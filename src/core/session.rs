//! Per-command session.
//!
//! Opening a session validates the token and repository access by fetching
//! the repository public key once; it is reused for every seal in the
//! command and dropped when the command ends.

use tracing::info;

use crate::core::config::Settings;
use crate::core::context::RequestContext;
use crate::core::domain::{PublicKey, SetOutcome};
use crate::core::github::Client;
use crate::core::transport::{HttpTransport, Transport};
use crate::error::Result;

/// Client plus the cached repository public key.
pub struct Session<T = HttpTransport> {
    client: Client<T>,
    public_key: PublicKey,
}

impl Session<HttpTransport> {
    /// Open a session against GitHub over HTTP.
    ///
    /// # Errors
    ///
    /// Returns `ConfigError::MissingToken` before any network call if no
    /// token is configured.
    pub fn open(settings: Settings) -> Result<Self> {
        let ctx = RequestContext::new(settings)?;
        Self::with_client(Client::connect(ctx)?)
    }
}

impl<T: Transport> Session<T> {
    /// Open a session over an existing client.
    pub fn with_client(client: Client<T>) -> Result<Self> {
        let public_key = client.fetch_public_key()?;
        info!(repo = %client.context().slug(), key_id = %public_key.key_id, "session opened");
        Ok(Self { client, public_key })
    }

    pub fn client(&self) -> &Client<T> {
        &self.client
    }

    pub fn public_key(&self) -> &PublicKey {
        &self.public_key
    }

    /// Seal and upload a secret with the cached public key.
    pub fn set_secret(&self, name: &str, plaintext: &[u8]) -> Result<SetOutcome> {
        self.client.set_secret(&self.public_key, name, plaintext)
    }
}
//! Typed records for GitHub Actions secrets API payloads.

use chrono::{DateTime, Utc};
use serde::{Deserialize, Serialize};

/// Repository public key used to seal secrets.
#[derive(Debug, Clone, PartialEq, Eq, Serialize, Deserialize)]
pub struct PublicKey {
    /// Identifier sent back alongside every sealed value.
    pub key_id: String,
    /// X25519 public key, standard base64.
    pub key: String,
}

/// Secret metadata. GitHub never returns secret values.
#[derive(Debug, Clone, PartialEq, Eq, Serialize, Deserialize)]
pub struct SecretMetadata {
    pub name: String,
    pub created_at: DateTime<Utc>,
    pub updated_at: DateTime<Utc>,
}

/// One snapshot of a repository's secrets.
#[derive(Debug, Clone, Default, PartialEq, Eq, Serialize, Deserialize)]
pub struct SecretList {
    pub total_count: usize,
    pub secrets: Vec<SecretMetadata>,
}

impl SecretList {
    pub fn is_empty(&self) -> bool {
        self.secrets.is_empty()
    }

    pub fn len(&self) -> usize {
        self.secrets.len()
    }

    pub fn names(&self) -> impl Iterator<Item = &str> {
        self.secrets.iter().map(|s| s.name.as_str())
    }
}

/// Body of a create-or-update request.
#[derive(Debug, Clone, Serialize)]
pub struct SealedSecret {
    pub encrypted_value: String,
    pub key_id: String,
}

/// Result of a create-or-update.
#[derive(Debug, Clone, Copy, PartialEq, Eq)]
pub enum SetOutcome {
    Created,
    Updated,
}

impl std::fmt::Display for SetOutcome {
    fn fmt(&self, f: &mut std::fmt::Formatter<'_>) -> std::fmt::Result {
        match self {
            SetOutcome::Created => write!(f, "created"),
            SetOutcome::Updated => write!(f, "updated"),
        }
    }
}

#[cfg(test)]
mod tests {
    use super::*;

    #[test]
    fn test_public_key_from_api_payload() {
        let json = r#"{"key_id":"012345678912345678","key":"2Sg8iYjAxxmI2LvUXpJjkYrMxURPc8r+dB7TJyvv1234"}"#;
        let key: PublicKey = serde_json::from_str(json).unwrap();
        assert_eq!(key.key_id, "012345678912345678");
        assert!(key.key.starts_with("2Sg8"));
    }

    #[test]
    fn test_public_key_missing_field_rejected() {
        assert!(serde_json::from_str::<PublicKey>(r#"{"key":"abc"}"#).is_err());
    }

    #[test]
    fn test_secret_list_from_api_payload() {
        let json = r#"{
            "total_count": 2,
            "secrets": [
                {"name": "GH_TOKEN", "created_at": "2019-08-10T14:59:22Z", "updated_at": "2020-01-10T14:59:22Z"},
                {"name": "GIST_ID", "created_at": "2020-01-10T10:59:22Z", "updated_at": "2020-01-11T11:59:22Z"}
            ]
        }"#;
        let list: SecretList = serde_json::from_str(json).unwrap();
        assert_eq!(list.total_count, 2);
        assert_eq!(list.len(), 2);
        assert_eq!(list.names().collect::<Vec<_>>(), ["GH_TOKEN", "GIST_ID"]);
    }

    #[test]
    fn test_sealed_secret_body() {
        let body = SealedSecret {
            encrypted_value: "c2VhbGVk".to_string(),
            key_id: "abc".to_string(),
        };
        let value = serde_json::to_value(body).unwrap();
        assert_eq!(value["encrypted_value"], "c2VhbGVk");
        assert_eq!(value["key_id"], "abc");
    }
}
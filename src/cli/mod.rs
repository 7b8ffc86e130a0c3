//! Command-line interface.

pub mod completions;
pub mod output;
pub mod secrets;

use std::path::PathBuf;

use clap::{Args, Parser, Subcommand};

use crate::core::config::{FileConfig, Overrides, Settings};
use crate::core::constants;
use crate::error::Result;

/// cihelper - E-kirjasto CI helper.
#[derive(Parser, Debug)]
#[command(
    name = "cihelper",
    about = "E-kirjasto CI helper: manage encrypted GitHub Actions repository secrets",
    version
)]
pub struct Cli {
    #[command(flatten)]
    pub global: GlobalArgs,

    #[command(subcommand)]
    pub command: Option<Command>,
}

/// Options shared by every command.
#[derive(Args, Debug, Clone, Default)]
pub struct GlobalArgs {
    /// GitHub API version [default: 2022-11-28]
    #[arg(long, global = true)]
    pub api_version: Option<String>,

    /// GitHub repository owner [default: NatLibFi]
    #[arg(long, global = true)]
    pub owner: Option<String>,

    /// GitHub repository [default: ekirjasto-android-core]
    #[arg(long, global = true)]
    pub repo: Option<String>,

    /// GitHub personal access token
    #[arg(long, global = true, env = constants::TOKEN_ENV, hide_env_values = true)]
    pub token: Option<String>,

    /// GitHub API base URL [default: https://api.github.com]
    #[arg(long, global = true, env = constants::API_URL_ENV)]
    pub api_url: Option<String>,

    /// Config file (defaults to ./.cihelper.toml, then the user config dir)
    #[arg(long, global = true, value_name = "PATH")]
    pub config: Option<PathBuf>,

    /// Enable verbose output
    #[arg(short, long, global = true)]
    pub verbose: bool,
}

impl GlobalArgs {
    /// Resolve flags, environment, config file and defaults.
    pub fn settings(&self) -> Result<Settings> {
        let file = FileConfig::load(self.config.as_deref())?;
        let overrides = Overrides {
            api_url: self.api_url.clone(),
            api_version: self.api_version.clone(),
            owner: self.owner.clone(),
            repo: self.repo.clone(),
            token: self.token.clone(),
        };
        Ok(Settings::resolve(overrides, file))
    }
}

/// Top-level commands. Without one, a connection diagnostic is printed.
#[derive(Subcommand, Debug)]
pub enum Command {
    /// List repository secrets
    ListSecrets {
        /// Output as JSON
        #[arg(long)]
        json: bool,
    },

    /// Set a repository secret
    SetSecret {
        /// Secret name (e.g., ANDROID_KEYSTORE_PASSWORD)
        secret_name: String,
        /// Secret value
        #[arg(allow_hyphen_values = true)]
        secret_value: String,
    },

    /// Set a repository secret from a file (will be base64 encoded)
    SetSecretFile {
        /// Secret name
        secret_name: String,
        /// File to read the secret from
        secret_filepath: PathBuf,
    },

    /// Set a repository secret from a file (raw content, not base64 encoded)
    SetSecretFileRaw {
        /// Secret name
        secret_name: String,
        /// File to read the secret from
        secret_filepath: PathBuf,
    },

    /// Delete a repository secret
    DeleteSecret {
        /// Secret name
        secret_name: String,
    },

    /// Generate shell completions
    Completions {
        /// Shell to generate completions for
        #[arg(value_enum)]
        shell: clap_complete::Shell,
    },
}

/// Execute a parsed command line.
pub fn execute(cli: Cli) -> Result<()> {
    use Command::*;

    let global = cli.global;
    match cli.command {
        None => secrets::overview(global.settings()?),
        Some(ListSecrets { json }) => secrets::list(global.settings()?, json),
        Some(SetSecret {
            secret_name,
            secret_value,
        }) => secrets::set(global.settings()?, &secret_name, secret_value),
        Some(SetSecretFile {
            secret_name,
            secret_filepath,
        }) => secrets::set_file(global.settings()?, &secret_name, &secret_filepath),
        Some(SetSecretFileRaw {
            secret_name,
            secret_filepath,
        }) => secrets::set_file_raw(global.settings()?, &secret_name, &secret_filepath),
        Some(DeleteSecret { secret_name }) => secrets::delete(global.settings()?, &secret_name),
        Some(Completions { shell }) => completions::execute(shell),
    }
}
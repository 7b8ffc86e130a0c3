//! Secret management commands.
//!
//! Inputs (secret name, file contents) are validated before the session is
//! opened, so bad arguments and unreadable files fail without any network
//! call.

use std::path::Path;

use base64::engine::general_purpose::STANDARD as BASE64;
use base64::Engine;
use tracing::{debug, info};
use zeroize::Zeroizing;

use crate::cli::output;
use crate::core::config::Settings;
use crate::core::session::Session;
use crate::core::transport::Transport;
use crate::core::validation::validate_secret_name;
use crate::error::{Error, Result};

/// Default command: verify access and print a connection diagnostic.
pub fn overview(settings: Settings) -> Result<()> {
    let session = Session::open(settings)?;
    show_overview(&session);
    Ok(())
}

/// List secret names.
pub fn list(settings: Settings, json: bool) -> Result<()> {
    let session = Session::open(settings)?;
    show_list(&session, json)
}

/// Set a secret from a literal value.
pub fn set(settings: Settings, name: &str, value: String) -> Result<()> {
    validate_secret_name(name)?;
    let value = Zeroizing::new(value);

    let session = Session::open(settings)?;
    upload(&session, name, value.as_bytes())
}

/// Set a secret from a file, base64 encoding the contents before sealing.
pub fn set_file(settings: Settings, name: &str, path: &Path) -> Result<()> {
    validate_secret_name(name)?;
    let plaintext = file_plaintext(path, false)?;

    let session = Session::open(settings)?;
    upload(&session, name, &plaintext)
}

/// Set a secret from a file, sealing the raw bytes.
pub fn set_file_raw(settings: Settings, name: &str, path: &Path) -> Result<()> {
    validate_secret_name(name)?;
    let plaintext = file_plaintext(path, true)?;

    let session = Session::open(settings)?;
    upload(&session, name, &plaintext)
}

/// Delete a secret.
pub fn delete(settings: Settings, name: &str) -> Result<()> {
    validate_secret_name(name)?;

    let session = Session::open(settings)?;
    remove(&session, name)
}

/// Read a secret file, optionally base64 encoding it.
fn file_plaintext(path: &Path, raw: bool) -> Result<Zeroizing<Vec<u8>>> {
    let contents = std::fs::read(path)
        .map(Zeroizing::new)
        .map_err(|source| Error::FileSystem {
            path: path.to_path_buf(),
            source,
        })?;
    debug!(path = %path.display(), bytes = contents.len(), raw, "read secret file");

    if raw {
        return Ok(contents);
    }
    Ok(Zeroizing::new(BASE64.encode(contents.as_slice()).into_bytes()))
}

fn show_overview<T: Transport>(session: &Session<T>) {
    let ctx = session.client().context();

    output::section("Connection");
    output::kv("repository: ", ctx.slug());
    output::kv("api:        ", ctx.api_url());
    output::kv("api version:", ctx.api_version());
    output::kv("key id:     ", &session.public_key().key_id);
    println!();
    output::hint("Nothing to do, please select a command! See --help");
}

fn show_list<T: Transport>(session: &Session<T>, json: bool) -> Result<()> {
    let secrets = session.client().list_secrets()?;

    if json {
        println!("{}", serde_json::to_string_pretty(&secrets)?);
    } else if secrets.is_empty() {
        output::dimmed("no secrets stored");
    } else {
        output::section(&format!("{} secrets", secrets.len()));
        for secret in &secrets.secrets {
            let updated = format!("updated {}", secret.updated_at.format("%Y-%m-%d %H:%M"));
            output::list_item(&secret.name, Some(&updated));
        }
    }

    Ok(())
}

fn upload<T: Transport>(session: &Session<T>, name: &str, plaintext: &[u8]) -> Result<()> {
    info!("Setting secret: {}", name);
    let outcome = session.set_secret(name, plaintext)?;
    output::success(&format!("{} {}", outcome, output::key(name)));
    Ok(())
}

fn remove<T: Transport>(session: &Session<T>, name: &str) -> Result<()> {
    info!("Deleting secret: {}", name);
    session.client().delete_secret(name)?;
    output::success(&format!("deleted {}", output::key(name)));
    Ok(())
}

#### [Requirement]
Start at the first line of the entries and stop at the line that contains "pub fn public_key(&self)". Repeat every line in that span exactly, and nothing beyond it.

#### [Output for this task]
filename src/core/session.rs
//! Per-command session.
//!
//! Opening a session validates the token and repository access by fetching
//! the repository public key once; it is reused for every seal in the
//! command and dropped when the command ends.

use tracing::info;

use crate::core::config::Settings;
use crate::core::context::RequestContext;
use crate::core::domain::{PublicKey, SetOutcome};
use crate::core::github::Client;
use crate::core::transport::{HttpTransport, Transport};
use crate::error::Result;

/// Client plus the cached repository public key.
pub struct Session<T = HttpTransport> {
    client: Client<T>,
    public_key: PublicKey,
}

impl Session<HttpTransport> {
    /// Open a session against GitHub over HTTP.
    ///
    /// # Errors
    ///
    /// Returns `ConfigError::MissingToken` before any network call if no
    /// token is configured.
    pub fn open(settings: Settings) -> Result<Self> {
        let ctx = RequestContext::new(settings)?;
        Self::with_client(Client::connect(ctx)?)
    }
}

impl<T: Transport> Session<T> {
    /// Open a session over an existing client.
    pub fn with_client(client: Client<T>) -> Result<Self> {
        let public_key = client.fetch_public_key()?;
        info!(repo = %client.context().slug(), key_id = %public_key.key_id, "session opened");
        Ok(Self { client, public_key })
    }

    pub fn client(&self) -> &Client<T> {
        &self.client
    }

    pub fn public_key(&self) -> &PublicKey {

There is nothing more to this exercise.